Data extract Start Marker
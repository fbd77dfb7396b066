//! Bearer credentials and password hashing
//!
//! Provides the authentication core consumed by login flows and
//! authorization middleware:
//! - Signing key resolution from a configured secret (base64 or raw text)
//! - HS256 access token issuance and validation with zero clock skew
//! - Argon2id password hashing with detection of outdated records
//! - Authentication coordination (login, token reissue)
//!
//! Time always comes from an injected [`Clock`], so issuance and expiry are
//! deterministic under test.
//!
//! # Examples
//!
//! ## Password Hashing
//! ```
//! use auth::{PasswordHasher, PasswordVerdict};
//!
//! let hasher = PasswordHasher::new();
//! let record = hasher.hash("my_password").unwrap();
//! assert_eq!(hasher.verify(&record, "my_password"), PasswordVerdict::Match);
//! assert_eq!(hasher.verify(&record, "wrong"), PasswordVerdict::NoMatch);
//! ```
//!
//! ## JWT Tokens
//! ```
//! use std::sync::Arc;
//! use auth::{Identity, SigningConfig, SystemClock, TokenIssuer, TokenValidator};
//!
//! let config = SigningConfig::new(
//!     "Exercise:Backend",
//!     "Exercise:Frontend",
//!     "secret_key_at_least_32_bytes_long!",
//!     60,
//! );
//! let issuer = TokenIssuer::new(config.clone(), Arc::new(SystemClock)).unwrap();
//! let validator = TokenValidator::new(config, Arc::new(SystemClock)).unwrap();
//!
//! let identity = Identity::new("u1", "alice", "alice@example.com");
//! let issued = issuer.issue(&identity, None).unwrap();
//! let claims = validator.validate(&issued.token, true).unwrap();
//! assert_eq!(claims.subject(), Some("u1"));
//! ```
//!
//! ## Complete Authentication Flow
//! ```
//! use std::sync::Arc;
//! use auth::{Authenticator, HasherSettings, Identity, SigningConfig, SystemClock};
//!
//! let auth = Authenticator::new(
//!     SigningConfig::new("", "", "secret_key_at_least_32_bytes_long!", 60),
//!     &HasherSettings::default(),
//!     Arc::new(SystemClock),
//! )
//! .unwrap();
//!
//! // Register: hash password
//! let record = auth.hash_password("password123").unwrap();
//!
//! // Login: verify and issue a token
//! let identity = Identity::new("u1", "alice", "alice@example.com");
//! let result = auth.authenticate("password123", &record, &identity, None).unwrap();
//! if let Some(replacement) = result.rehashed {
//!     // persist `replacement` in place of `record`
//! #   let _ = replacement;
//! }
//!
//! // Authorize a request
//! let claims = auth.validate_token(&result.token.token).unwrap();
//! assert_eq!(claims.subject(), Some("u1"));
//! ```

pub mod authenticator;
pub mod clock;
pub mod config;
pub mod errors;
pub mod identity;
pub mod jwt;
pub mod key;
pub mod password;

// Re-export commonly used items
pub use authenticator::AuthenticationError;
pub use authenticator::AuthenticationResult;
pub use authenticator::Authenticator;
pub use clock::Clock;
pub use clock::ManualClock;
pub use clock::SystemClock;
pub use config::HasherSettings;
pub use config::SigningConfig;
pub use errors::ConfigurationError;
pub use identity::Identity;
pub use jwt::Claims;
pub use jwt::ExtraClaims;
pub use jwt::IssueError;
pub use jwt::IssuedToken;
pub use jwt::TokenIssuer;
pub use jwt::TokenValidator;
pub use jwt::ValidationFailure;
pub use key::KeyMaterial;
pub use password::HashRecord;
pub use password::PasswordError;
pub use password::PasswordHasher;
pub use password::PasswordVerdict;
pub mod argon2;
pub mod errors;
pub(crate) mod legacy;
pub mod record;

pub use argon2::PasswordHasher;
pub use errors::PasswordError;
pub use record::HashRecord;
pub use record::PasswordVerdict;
Data extract End Marker
Data extract Start Marker
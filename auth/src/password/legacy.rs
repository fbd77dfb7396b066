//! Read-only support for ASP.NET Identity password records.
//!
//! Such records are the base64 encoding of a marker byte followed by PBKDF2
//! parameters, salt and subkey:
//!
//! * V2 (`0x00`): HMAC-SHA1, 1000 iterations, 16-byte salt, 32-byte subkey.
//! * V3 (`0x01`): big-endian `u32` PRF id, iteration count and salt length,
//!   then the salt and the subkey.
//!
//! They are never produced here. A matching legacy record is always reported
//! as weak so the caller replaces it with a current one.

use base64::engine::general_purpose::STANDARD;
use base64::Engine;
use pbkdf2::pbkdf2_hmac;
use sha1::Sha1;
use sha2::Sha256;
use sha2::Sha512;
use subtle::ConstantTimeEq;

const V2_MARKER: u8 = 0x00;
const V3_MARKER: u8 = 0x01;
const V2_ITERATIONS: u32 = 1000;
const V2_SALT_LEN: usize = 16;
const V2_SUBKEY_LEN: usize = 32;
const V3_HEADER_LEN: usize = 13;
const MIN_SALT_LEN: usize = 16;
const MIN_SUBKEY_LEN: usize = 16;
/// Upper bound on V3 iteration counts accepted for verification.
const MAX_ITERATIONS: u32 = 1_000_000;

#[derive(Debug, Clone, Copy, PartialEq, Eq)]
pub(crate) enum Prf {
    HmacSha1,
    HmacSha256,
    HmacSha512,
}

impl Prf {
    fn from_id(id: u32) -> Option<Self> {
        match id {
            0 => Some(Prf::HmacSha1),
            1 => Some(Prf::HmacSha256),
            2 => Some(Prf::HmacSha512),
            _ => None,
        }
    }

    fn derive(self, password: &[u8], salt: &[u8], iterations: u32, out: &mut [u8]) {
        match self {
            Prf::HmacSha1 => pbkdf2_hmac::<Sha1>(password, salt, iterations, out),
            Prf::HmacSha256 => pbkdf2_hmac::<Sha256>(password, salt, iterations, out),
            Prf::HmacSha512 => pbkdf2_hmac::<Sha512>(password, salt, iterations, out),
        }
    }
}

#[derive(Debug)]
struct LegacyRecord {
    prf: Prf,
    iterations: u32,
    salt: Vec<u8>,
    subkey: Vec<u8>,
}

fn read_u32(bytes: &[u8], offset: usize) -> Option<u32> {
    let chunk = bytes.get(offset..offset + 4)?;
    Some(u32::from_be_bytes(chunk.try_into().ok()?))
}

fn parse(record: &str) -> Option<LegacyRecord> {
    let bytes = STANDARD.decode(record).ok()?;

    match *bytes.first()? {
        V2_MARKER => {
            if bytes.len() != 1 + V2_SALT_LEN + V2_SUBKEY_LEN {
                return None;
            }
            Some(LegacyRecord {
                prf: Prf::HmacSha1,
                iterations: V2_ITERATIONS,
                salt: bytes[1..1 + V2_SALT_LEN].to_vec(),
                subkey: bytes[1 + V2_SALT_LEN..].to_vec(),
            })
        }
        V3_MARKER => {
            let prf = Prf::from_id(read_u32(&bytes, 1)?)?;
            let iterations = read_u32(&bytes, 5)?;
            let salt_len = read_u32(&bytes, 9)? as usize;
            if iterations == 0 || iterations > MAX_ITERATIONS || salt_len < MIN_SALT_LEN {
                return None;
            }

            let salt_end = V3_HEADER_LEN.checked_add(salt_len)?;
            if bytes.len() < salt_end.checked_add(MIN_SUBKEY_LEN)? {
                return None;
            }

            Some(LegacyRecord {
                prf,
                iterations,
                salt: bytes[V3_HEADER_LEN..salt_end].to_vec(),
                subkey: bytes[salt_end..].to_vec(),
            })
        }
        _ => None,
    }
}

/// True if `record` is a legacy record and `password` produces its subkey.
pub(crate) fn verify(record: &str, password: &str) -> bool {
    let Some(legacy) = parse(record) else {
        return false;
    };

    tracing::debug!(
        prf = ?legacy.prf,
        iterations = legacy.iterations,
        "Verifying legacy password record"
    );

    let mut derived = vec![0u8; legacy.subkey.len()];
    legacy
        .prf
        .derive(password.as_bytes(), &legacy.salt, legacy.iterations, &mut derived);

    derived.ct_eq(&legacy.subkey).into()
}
Data extract End Marker
- What to do -
Within the listing above, the range opens at the line with "use base64::engine::general_purpose::STANDARD;" and closes at the line with "#[derive(Debug, Clone, Copy, PartialEq, Eq)]". Reproduce exactly the lines of that range, including both ends.

- Output of the task -
use base64::engine::general_purpose::STANDARD;
use base64::Engine;
use pbkdf2::pbkdf2_hmac;
use sha1::Sha1;
use sha2::Sha256;
use sha2::Sha512;
use subtle::ConstantTimeEq;

const V2_MARKER: u8 = 0x00;
const V3_MARKER: u8 = 0x01;
const V2_ITERATIONS: u32 = 1000;
const V2_SALT_LEN: usize = 16;
const V2_SUBKEY_LEN: usize = 32;
const V3_HEADER_LEN: usize = 13;
const MIN_SALT_LEN: usize = 16;
const MIN_SUBKEY_LEN: usize = 16;
/// Upper bound on V3 iteration counts accepted for verification.
const MAX_ITERATIONS: u32 = 1_000_000;

#[derive(Debug, Clone, Copy, PartialEq, Eq)]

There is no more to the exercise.